Material matters

Signs of all sorts surround us. Some are good and clear, such as most of street signs, while others can be hard to read and confusing.

However, typography is not the only thing that makes a good sign. It is true that bad typography will likely make it bad, but that is not my point today.

What sometimes matters even more is the appropriateness of typography. Scale and material are two of the most important factors in this regard. For instance, using type that is too ornate or otherwise hard to read on a small plaque is a bad idea, since people won't be able to figure out what it says.

I saw an interesting example of how material affects typography in Cougar Mountain Park. The park has some 38 miles of hiking trails, and there is a little sign at every intersection, which indicates the trail names and distances to trailheads. The park has a lot of marshy lands; the trees are old and covered in moss; the trails have squelchy muddy stretches for most of the year. The trail signs are made out of wood, which means they are very susceptible to moisture and moss.

Most of the signs are actually in great shape (although I don't have a good idea of how old they are). Look at this one: even with all those caterpillars crawling all over it, it is still perfectly legible.

The letters are simple, but sturdy. They are cut fairly deeply into the wood and blackened to improve legibility.

As time goes by, some of the signs are replaced. There is a little installation next to the ranger's house that is made from old signs. Here is one of them.

As you can see, some of the skinnier letters and numbers have become so weathered that they are almost impossible to read. I'm sure this sign looked great when it was first made, but nature has not been kind to it.

Another type of sign that I saw has the letters filled with white paint instead of blackened.

Well, let's just be honest and say this doesn't look great. The paint bulged out and fell out in places, making the sign look older than it actually is. Compare this image to the first one from this post — which of them looks more appealing?

Below, I have two more examples of signs with simple blackened letters.

I think the bottom one has a higher chance of surviving another couple years before it becomes illegible. The skinny letters in the top one are already starting to fill up with moss.

I mentioned at the beginning of this post that I do not know how old the signs are. Given the conditions, I would estimate between 5 and 10 years. There is one sign that I saw recently, though, that I know is less than a year old. It has a brand-new design, and the wood is still light.

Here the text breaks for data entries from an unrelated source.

//! # Credential Store
//!
//! Owns the single photo-library credential: loading it from secure
//! storage, answering "is it usable", refreshing it, and running the
//! authorization code flow for a fresh grant.
//!
//! ## Refresh discipline
//!
//! [`TokenSource::access_token`] never talks to the network. A token inside
//! the five-minute buffer is reported as [`AuthError::Expired`] and the
//! caller decides when to call [`TokenSource::refresh`]. Refreshes are
//! single-flight: concurrent callers queue on one lock, and a caller that
//! arrives within ten seconds of a successful refresh reuses its result
//! instead of hitting the token endpoint again.

use crate::error::{AuthError, Result};
use crate::oauth::{OAuthFlowManager, PkceVerifier};
use crate::token_store::TokenStore;
use crate::types::{Credential, CredentialState};
use async_trait::async_trait;
use bridge_traits::time::Clock;
use chrono::{DateTime, Duration as ChronoDuration, Utc};
use core_runtime::events::{AuthEvent, CoreEvent, EventBus};
use std::sync::Arc;
use std::time::Duration;
use tokio::sync::{Mutex, RwLock};
use tokio::time::timeout;
use tracing::{debug, error, info, instrument, warn};

/// A refresh that succeeded this recently satisfies later refresh requests.
const REFRESH_DEBOUNCE_SECS: i64 = 10;

const DEFAULT_REFRESH_TIMEOUT: Duration = Duration::from_secs(30);

/// Source of bearer tokens for catalog requests.
#[async_trait]
pub trait TokenSource: Send + Sync {
    /// Current access token.
    ///
    /// Fails with [`AuthError::Expired`] when the token is inside the refresh
    /// buffer, [`AuthError::NotAuthenticated`] when nothing is stored and
    /// [`AuthError::Revoked`] after the server rejected the refresh token.
    async fn access_token(&self) -> Result<String>;

    /// Obtain a new access token. Concurrent calls collapse into one request.
    async fn refresh(&self) -> Result<()>;
}

#[derive(Debug, Default)]
struct CachedCredential {
    credential: Option<Credential>,
    revoked: bool,
    loaded: bool,
}

/// Persistent OAuth credential with single-flight refresh.
pub struct CredentialStore {
    token_store: TokenStore,
    flow: OAuthFlowManager,
    event_bus: EventBus,
    clock: Arc<dyn Clock>,
    cached: RwLock<CachedCredential>,
    /// Guards refreshes; holds the time of the last successful one.
    refresh_lock: Mutex<Option<DateTime<Utc>>>,
    pending_authorization: Mutex<Option<PkceVerifier>>,
    refresh_timeout: Duration,
}

impl CredentialStore {
    pub fn new(
        token_store: TokenStore,
        flow: OAuthFlowManager,
        event_bus: EventBus,
        clock: Arc<dyn Clock>,
    ) -> Self {
        Self {
            token_store,
            flow,
            event_bus,
            clock,
            cached: RwLock::new(CachedCredential::default()),
            refresh_lock: Mutex::new(None),
            pending_authorization: Mutex::new(None),
            refresh_timeout: DEFAULT_REFRESH_TIMEOUT,
        }
    }

    pub fn with_refresh_timeout(mut self, refresh_timeout: Duration) -> Self {
        self.refresh_timeout = refresh_timeout;
        self
    }

    /// Read the credential from secure storage into memory.
    ///
    /// A corrupted record has already been erased by the token store and is
    /// reported as [`CredentialState::Missing`].
    #[instrument(skip(self))]
    pub async fn load(&self) -> Result<CredentialState> {
        let credential = match self.token_store.load().await {
            Ok(credential) => credential,
            Err(AuthError::TokenCorrupted(message)) => {
                self.emit(AuthEvent::AuthError {
                    message: format!("Stored credential discarded: {}", message),
                    recoverable: false,
                });
                None
            }
            Err(e) => return Err(e),
        };

        {
            let mut cached = self.cached.write().await;
            cached.credential = credential;
            cached.revoked = false;
            cached.loaded = true;
        }

        let state = self.state().await;
        info!(state = %state, "Credential loaded");
        Ok(state)
    }

    /// Current state as seen from memory, without network access.
    pub async fn state(&self) -> CredentialState {
        let cached = self.cached.read().await;
        Self::state_of(&cached, self.clock.now())
    }

    /// Expiry of the current access token, if a credential is held.
    pub async fn expires_at(&self) -> Option<DateTime<Utc>> {
        self.cached
            .read()
            .await
            .credential
            .as_ref()
            .map(|c| c.expires_at)
    }

    /// Start a new authorization. Replaces any attempt already in progress.
    #[instrument(skip(self))]
    pub async fn authorization_url(&self) -> Result<String> {
        let (url, verifier) = self.flow.build_auth_url()?;
        *self.pending_authorization.lock().await = Some(verifier);
        info!("Authorization started");
        Ok(url)
    }

    /// Finish the authorization started by [`authorization_url`](Self::authorization_url).
    #[instrument(skip(self, code, state))]
    pub async fn complete_authorization(&self, code: &str, state: &str) -> Result<()> {
        let verifier = self
            .pending_authorization
            .lock()
            .await
            .take()
            .ok_or(AuthError::NoAuthorizationInProgress)?;

        let grant = match timeout(
            self.refresh_timeout,
            self.flow.exchange_code(code, state, &verifier),
        )
        .await
        {
            Ok(Ok(grant)) => grant,
            Ok(Err(e)) => {
                error!(error = %e, "Authorization code exchange failed");
                self.emit(AuthEvent::AuthError {
                    message: e.to_string(),
                    recoverable: false,
                });
                return Err(e);
            }
            Err(_) => {
                self.emit(AuthEvent::AuthError {
                    message: "Authorization timeout".to_string(),
                    recoverable: true,
                });
                return Err(AuthError::OperationTimeout {
                    operation: "authorization code exchange".to_string(),
                });
            }
        };

        let credential = Credential::from_expires_in(
            grant.access_token,
            grant.refresh_token,
            grant.expires_in,
            self.clock.now(),
        );
        self.token_store.store(&credential).await?;

        {
            let mut cached = self.cached.write().await;
            cached.credential = Some(credential);
            cached.revoked = false;
            cached.loaded = true;
        }
        *self.refresh_lock.lock().await = Some(self.clock.now());

        self.emit(AuthEvent::Authorized);
        info!("Photo library authorized");
        Ok(())
    }

    /// Erase the credential from memory and secure storage.
    #[instrument(skip(self))]
    pub async fn sign_out(&self) -> Result<()> {
        self.token_store.delete().await?;
        {
            let mut cached = self.cached.write().await;
            *cached = CachedCredential {
                loaded: true,
                ..CachedCredential::default()
            };
        }
        *self.pending_authorization.lock().await = None;
        *self.refresh_lock.lock().await = None;

        self.emit(AuthEvent::SignedOut);
        info!("Signed out");
        Ok(())
    }

    async fn ensure_loaded(&self) -> Result<()> {
        if !self.cached.read().await.loaded {
            self.load().await?;
        }
        Ok(())
    }

    fn state_of(cached: &CachedCredential, now: DateTime<Utc>) -> CredentialState {
        match &cached.credential {
            None => CredentialState::Missing,
            Some(_) if cached.revoked => CredentialState::Revoked,
            Some(credential) if credential.is_expired_at(now) => CredentialState::Expired,
            Some(_) => CredentialState::Valid,
        }
    }

    fn emit(&self, event: AuthEvent) {
        let _ = self.event_bus.emit(CoreEvent::Auth(event));
    }

    async fn mark_revoked(&self) {
        self.cached.write().await.revoked = true;
    }
}

#[async_trait]
impl TokenSource for CredentialStore {
    async fn access_token(&self) -> Result<String> {
        self.ensure_loaded().await?;
        let cached = self.cached.read().await;
        match Self::state_of(&cached, self.clock.now()) {
            CredentialState::Missing => Err(AuthError::NotAuthenticated),
            CredentialState::Revoked => Err(AuthError::Revoked(
                "refresh token rejected".to_string(),
            )),
            CredentialState::Expired => Err(AuthError::Expired),
            CredentialState::Valid => cached
                .credential
                .as_ref()
                .map(|c| c.access_token.clone())
                .ok_or(AuthError::NotAuthenticated),
        }
    }

    #[instrument(skip(self))]
    async fn refresh(&self) -> Result<()> {
        self.ensure_loaded().await?;
        let mut last_refresh = self.refresh_lock.lock().await;
        let now = self.clock.now();

        let refresh_token = {
            let cached = self.cached.read().await;
            let Some(credential) = cached.credential.as_ref() else {
                return Err(AuthError::NotAuthenticated);
            };
            if cached.revoked {
                return Err(AuthError::Revoked("refresh token rejected".to_string()));
            }

            let recently_refreshed = last_refresh
                .map(|at| now - at < ChronoDuration::seconds(REFRESH_DEBOUNCE_SECS))
                .unwrap_or(false);
            if recently_refreshed && !credential.is_expired_at(now) {
                debug!("Token refreshed moments ago, reusing it");
                return Ok(());
            }

            credential.refresh_token.clone()
        };

        let Some(refresh_token) = refresh_token else {
            warn!("Credential has no refresh token");
            self.mark_revoked().await;
            self.emit(AuthEvent::AuthError {
                message: "No refresh token available".to_string(),
                recoverable: false,
            });
            return Err(AuthError::Revoked("no refresh token".to_string()));
        };

        self.emit(AuthEvent::TokenRefreshing);
        info!("Refreshing access token");

        let grant = match timeout(
            self.refresh_timeout,
            self.flow.refresh_access_token(&refresh_token),
        )
        .await
        {
            Ok(Ok(grant)) => grant,
            Ok(Err(e)) => {
                let recoverable = !e.requires_reauthorization();
                if !recoverable {
                    self.mark_revoked().await;
                }
                error!(error = %e, recoverable, "Token refresh failed");
                self.emit(AuthEvent::AuthError {
                    message: format!("Token refresh failed: {}", e),
                    recoverable,
                });
                return Err(e);
            }
            Err(_) => {
                error!("Token refresh timed out");
                self.emit(AuthEvent::AuthError {
                    message: "Token refresh timeout".to_string(),
                    recoverable: true,
                });
                return Err(AuthError::OperationTimeout {
                    operation: "token refresh".to_string(),
                });
            }
        };

        let now = self.clock.now();
        let credential = Credential::from_expires_in(
            grant.access_token,
            grant.refresh_token,
            grant.expires_in,
            now,
        );
        self.token_store.store(&credential).await?;

        let expires_at = credential.expires_at.timestamp();
        self.cached.write().await.credential = Some(credential);
        *last_refresh = Some(now);

        self.emit(AuthEvent::TokenRefreshed { expires_at });
        info!(expires_at, "Token refreshed successfully");
        Ok(())
    }
}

This one is all laser-cut and fancy, with the King County Parks logo in the corner... But how many months is it going to take before that tiny "AA Peak Trailhead 0.1 mi" line becomes completely unreadable? I'm not even betting years on this one.

It also illustrates the issue with scale quite perfectly. All of the older signs have nice large letters that you can see from a distance. In order to read this sign, you have to be standing 3 ft away from it. The distance, which is a very important piece of information, is extremely tiny and had to find.

When I look at this sign, all I can see is someone trying to make it fancy without even looking at the other signs in the park, or thinking how well it is going to survive the wet, mossy environment.